Fifteen years pass and that little girl is me, her thoughts have become more mature, she wants different things in life now, but deep down, she is still the little girl and she still wants to go back to Madras...
I read a blog today that actually inspired me to write this one. Do you know the two words I hate (no, one of them is not "ointment" and I am not Will or Grace) - Reminiscing and Yearning - I realized not too long ago that I am born with an incurable habit - To not live in the present (metaphorically, of course). To reminisce and yearn, to live in the past or to always struggle to be somewhere in the future, believe me, it is an annoying and unsettling feeling that drains you completely and leaves you feeling dis-oriented and dis-satisfied with what you have.
When I was in High School, I dreamed of joining Bits, I obsessed over it day and night, I really wanted to go to this University that was a world of its own - a fortress standing all alone guarding a whole new world inside it, a world of friendships and heartbreaks, freedom and happiness and I would be lost in this make-believe world...
I did get into Bits and yes, it was the world that I had imagined it to be...but, I was too busy to notice it. I was struggling to achieve that magic grade that would enable me to join the elite, Computer Science gang. I thought day and night of the fun Computer Science students have, discussing cryptic codes, tricky viruses, black boxes and white boxes, so much so that I sat in Computer Science classes, in rapt attention, absorbing every word the lecturer said, while two corridors away, the Marketing Professor was busy discussing the importance of the customer (Marketing, being my core course at Bits!)
Anyway, I graduated and had a job offer from Infosys, a software company and you would think, I would be thanking my lucky stars. hah! I was on to my next worry-venture - I came to US to do a Masters in Computer Science - a dream come true. Was I s a t i s f i e d? Nah...I was busy worrying about my next deadline, my next assignment and how happy I was at Bits and thus, two years passed...
I am now with IBM working on what I have always wanted to work on, and now, you ask me, am I happy? Well, I now sit here, wondering why I had not decided to stay back in India - to argue with my parents - daily, to be blissfully unaware of who a racist is, to take Tamil movies and Tamil movie theatres for granted, to eat hot South-Indian parotha and Sathukudi juice at Saravana Bhavan ...oh, there are a million things that I would rather be doing and I bet if am in India now, doing all these things, I would be thinking "Why did I not decide to go to the United States?".
4 comments:
I think, for all of us we never forget some glimpses of childhood. These glimpses stay forever and ever. These are moments of bliss, true happiness (http://mosakutti.blogspot.com/2005/02/i-demand-my-share-of-pure-glorious.html)
Somehow in our adulthood we try to recreate this bliss, maybe my actions or just yearning for the past. The thing is Radha Lakshmi and Kanchana have moved on. It is your time to be praising the kids because they did something right? :) We should be thankful to our parents who created the right environment for us to have these moments which we will not forget for life.
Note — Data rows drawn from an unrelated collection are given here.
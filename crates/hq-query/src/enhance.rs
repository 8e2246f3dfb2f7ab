//! Ranking enhancement for unstructured queries.
//!
//! When the user typed nothing but plain words, documents containing those
//! words as a contiguous phrase should rank above documents that merely
//! contain all of them somewhere.

use tracing::trace;

use crate::{
    field::FieldSet,
    normalize::NormalizedToken,
    tree::{Clause, QueryTree},
};

/// Default multiplier applied to field boosts for the whole-query phrase.
pub const PHRASE_BOOST_FACTOR: f32 = 10.0;

/// Returns true if every token is a plain word (no phrase, no operator).
///
/// Wildcard words count as plain words.
pub fn is_plain_word_query(tokens: &[NormalizedToken]) -> bool {
    tokens.iter().all(|token| {
        matches!(
            token,
            NormalizedToken::Term(_) | NormalizedToken::Wildcard(_)
        )
    })
}

/// Adds an optional whole-query phrase clause per field to a plain word query.
///
/// If `tokens` is made only of plain words, the result is an
/// optional combination of the original tree and one phrase over all terms
/// per field, boosted by `factor` times the field boost. Otherwise the tree
/// is returned unchanged.
pub fn enhance(
    tree: QueryTree,
    tokens: &[NormalizedToken],
    fields: &FieldSet,
    factor: f32,
) -> QueryTree {
    if tokens.is_empty() || !is_plain_word_query(tokens) {
        return tree;
    }

    let terms: Vec<String> = tokens
        .iter()
        .flat_map(NormalizedToken::terms)
        .map(str::to_string)
        .collect();
    trace!(terms = terms.len(), "adding whole-query phrase clauses");

    let mut clauses = Vec::with_capacity(fields.len() + 1);
    clauses.push(Clause::optional(tree));
    clauses.extend(fields.iter().map(|spec| {
        Clause::optional(QueryTree::Phrase {
            field: spec.name.clone(),
            terms: terms.clone(),
            boost: factor * spec.boost,
        })
    }));

    QueryTree::boolean(clauses)
}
I also agree that we need our own praises in adulthood.
On the other hand, if you do not live in the present then @ 55 you will be thinking, what did I do when I was 25? Also, quest for achieving the next big thing in your life truly means you are living, only if you are enjoying the journey and not worrying about it. I do like to take sometime (day/week/month/years) to enjoy what I have achieved and try not to think “that everyone does that” :) Do you ?
I agree, just that I feel 25 years is too long a time to live in the past. You are correct though, time to move on!
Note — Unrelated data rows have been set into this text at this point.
//! Configuration system for hq.
//!
//! hq reads TOML configuration files named `.hq.toml`. Files are collected by walking up the
//! directory tree from the current working directory, then `~/.hq.toml` is loaded as the
//! global config with lowest precedence. The merged settings choose the fields a query is
//! compiled against, the analyzer, and the ranking enhancement.

#![warn(missing_docs)]

mod discovery;
mod error;
mod merge;
mod parse;
mod templates;
mod validate;

use std::path::{Path, PathBuf};

pub use discovery::{
    CONFIG_FILENAME, discover_config_files, global_config_path, is_global_config,
    require_global_config_path,
};
pub use error::ConfigError;
use hq_query::{
    CompileOptions, DEFAULT_FIELD, DEFAULT_FIELD_BOOST, FieldSet, NAMED_FIELD_BOOST,
    PHRASE_BOOST_FACTOR,
};
pub use merge::{ParsedConfig, merge_configs};
pub use parse::{RawConfig, RawSearchSettings, parse_config_file, parse_config_str};
use serde::{Deserialize, Serialize};
pub use templates::config_template;
pub use validate::ConfigWarning;
use validate::validate_config;

/// Merged configuration for hq.
#[derive(Debug, Clone, Default)]
pub struct Config {
    /// Search settings.
    pub search: SearchSettings,
    /// Directory containing the most specific config file, if any was found.
    pub config_root: Option<PathBuf>,
}

impl Config {
    /// Loads configuration by discovering and merging all relevant `.hq.toml` files.
    ///
    /// Returns `Ok(Config::default())` if no configuration files are found.
    pub fn load(cwd: &Path) -> Result<Self, ConfigError> {
        Self::load_from_files(&discover_config_files(cwd))
    }

    /// Loads configuration from an explicit list of files, highest precedence first.
    pub fn load_from_files(files: &[PathBuf]) -> Result<Self, ConfigError> {
        let parsed = files
            .iter()
            .map(|path| {
                Ok(ParsedConfig {
                    path: path.clone(),
                    config: parse_config_file(path)?,
                })
            })
            .collect::<Result<Vec<_>, ConfigError>>()?;

        Ok(merge_configs(&parsed))
    }

    /// Checks the settings for likely mistakes.
    pub fn validate(&self) -> Vec<ConfigWarning> {
        validate_config(self)
    }

    /// Renders the effective settings in `.hq.toml` format.
    pub fn settings_to_toml(&self) -> Result<String, ConfigError> {
        let serializable = SerializableSettings {
            search: &self.search,
        };
        Ok(toml::to_string_pretty(&serializable)?)
    }
}

/// The `[search]` section.
#[derive(Debug, Clone, PartialEq, Deserialize, Serialize)]
#[serde(default)]
pub struct SearchSettings {
    /// Named fields searched alongside the default field.
    pub fields: Vec<String>,
    /// Search only the named fields.
    pub field_search_only: bool,
    /// Implicit field searched unless `field_search_only` is set.
    pub default_field: String,
    /// Boost of each named field.
    pub field_boost: f32,
    /// Boost of the default field.
    pub default_field_boost: f32,
    /// Stemming language.
    pub stemmer: String,
    /// Remove English stop words.
    pub stop_words: bool,
    /// Add the adjacent-words phrase boost to plain word queries.
    pub improve_ranking: bool,
    /// Multiplier applied to field boosts for the adjacency phrase.
    pub phrase_boost_factor: f32,
}

impl Default for SearchSettings {
    fn default() -> Self {
        Self {
            fields: Vec::new(),
            field_search_only: false,
            default_field: DEFAULT_FIELD.to_string(),
            field_boost: NAMED_FIELD_BOOST,
            default_field_boost: DEFAULT_FIELD_BOOST,
            stemmer: String::from("english"),
            stop_words: true,
            improve_ranking: true,
            phrase_boost_factor: PHRASE_BOOST_FACTOR,
        }
    }
}

impl SearchSettings {
    /// Builds the field set queries are compiled against.
    ///
    /// Fails if no field remains or a boost is not a positive number.
    pub fn field_set(&self) -> Result<FieldSet, ConfigError> {
        let default = (!self.field_search_only)
            .then_some((self.default_field.as_str(), self.default_field_boost));
        Ok(FieldSet::with_boosts(
            self.fields.iter().cloned(),
            self.field_boost,
            default,
        )?)
    }

    /// Returns the compiler options these settings select.
    pub fn compile_options(&self) -> CompileOptions {
        CompileOptions {
            improve_ranking: self.improve_ranking,
            phrase_boost_factor: self.phrase_boost_factor,
        }
    }
}

/// Borrowed view used to render settings as TOML.
#[derive(Serialize)]
struct SerializableSettings<'a> {
    /// Search settings.
    search: &'a SearchSettings,
}

#[cfg(test)]
mod tests {
    use hq_query::{FieldError, FieldSpec};

    use super::*;

    #[test]
    fn search_settings_defaults() {
        let search = SearchSettings::default();
        assert!(search.fields.is_empty());
        assert!(!search.field_search_only);
        assert_eq!(search.default_field, "contents");
        assert!((search.field_boost - 5.0).abs() < f32::EPSILON);
        assert!((search.default_field_boost - 1.0).abs() < f32::EPSILON);
        assert_eq!(search.stemmer, "english");
        assert!(search.stop_words);
        assert!(search.improve_ranking);
        assert!((search.phrase_boost_factor - 10.0).abs() < f32::EPSILON);
    }

    #[test]
    fn default_field_set_is_contents_only() {
        let fields = SearchSettings::default().field_set().unwrap();
        assert_eq!(fields.as_slice(), &[FieldSpec::new("contents", 1.0)]);
    }

    #[test]
    fn named_fields_precede_default_field() {
        let search = SearchSettings {
            fields: vec!["title".into(), "keywords".into()],
            ..SearchSettings::default()
        };
        let fields = search.field_set().unwrap();
        assert_eq!(
            fields.as_slice(),
            &[
                FieldSpec::new("title", 5.0),
                FieldSpec::new("keywords", 5.0),
                FieldSpec::new("contents", 1.0),
            ]
        );
    }

    #[test]
    fn field_search_only_drops_default_field() {
        let search = SearchSettings {
            fields: vec!["title".into()],
            field_search_only: true,
            field_boost: 2.0,
            ..SearchSettings::default()
        };
        let fields = search.field_set().unwrap();
        assert_eq!(fields.as_slice(), &[FieldSpec::new("title", 2.0)]);
    }

    #[test]
    fn empty_field_set_is_an_error() {
        let search = SearchSettings {
            field_search_only: true,
            ..SearchSettings::default()
        };
        let err = search.field_set().unwrap_err();
        assert!(matches!(err, ConfigError::Fields(FieldError::Empty)));
    }

    #[test]
    fn compile_options_follow_settings() {
        let search = SearchSettings {
            improve_ranking: false,
            phrase_boost_factor: 3.0,
            ..SearchSettings::default()
        };
        let options = search.compile_options();
        assert!(!options.improve_ranking);
        assert!((options.phrase_boost_factor - 3.0).abs() < f32::EPSILON);
        assert_eq!(
            SearchSettings::default().compile_options(),
            CompileOptions::default()
        );
    }

    #[test]
    fn settings_to_toml() {
        let toml = Config::default().settings_to_toml().unwrap();

        assert!(toml.contains("[search]"));
        assert!(toml.contains("stemmer = \"english\""));
        assert!(toml.contains("default_field = \"contents\""));
        assert!(toml.contains("phrase_boost_factor = 10.0"));

        let parsed = parse_config_str(&toml, Path::new("effective.toml")).unwrap();
        let search = parsed.search.unwrap();
        assert_eq!(search.fields, Some(Vec::new()));
        assert_eq!(search.improve_ranking, Some(true));
    }
}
Although we speak of enjoying the present I think it is very difficult to do that. However hard we try I think we will always feel the future more bright and the past a bliss. As you said when we are in the present we are too busy to notice it.
As K and u said it is time to move on! What drives us to move on...is it because we have given up hope or because it is the right thing to do. When do we decide that it is time to move on. I am in little touch with most of my college friends becoz they r busy with their daily lives and I am lazy and less motivated to keep the one sided communication going. So is it time to move on?
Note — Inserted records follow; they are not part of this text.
//! hq: help-search query compiler
//!
//! Turns free-form search strings into boolean query trees for a full-text help index. The
//! `hq` binary shows each stage of that compilation (lexical tokens, analyzed terms, the
//! query tree and the terms used for highlighting), driven by `.hq.toml` configuration.

#![warn(missing_docs)]

pub mod cli;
will use this opportunity to crib...
i remember your Madras (as it was called then) craze vividly...
i had no clue abt Madras then, had spent only the first 4 years of my life there and had little idea...i loved bangalore, and spoke better kannada than most kannadigas, did not know a word of tamil...did not wanna leave b'lore
but u dragged me into reading that nasty 'learn tamil in 30 days' book and do the stupid exercises in that...and so we landed in Madras in May 1991...I hated Madras! I hated school, and I hated Tamil!
And what's more, my classmates thought I spoke kannada when i was actually speakin chaste tam!
The first year esp. was torrid... I still don't like Chennai so much but I guess it's home and all, and I'm appropriately senti about it...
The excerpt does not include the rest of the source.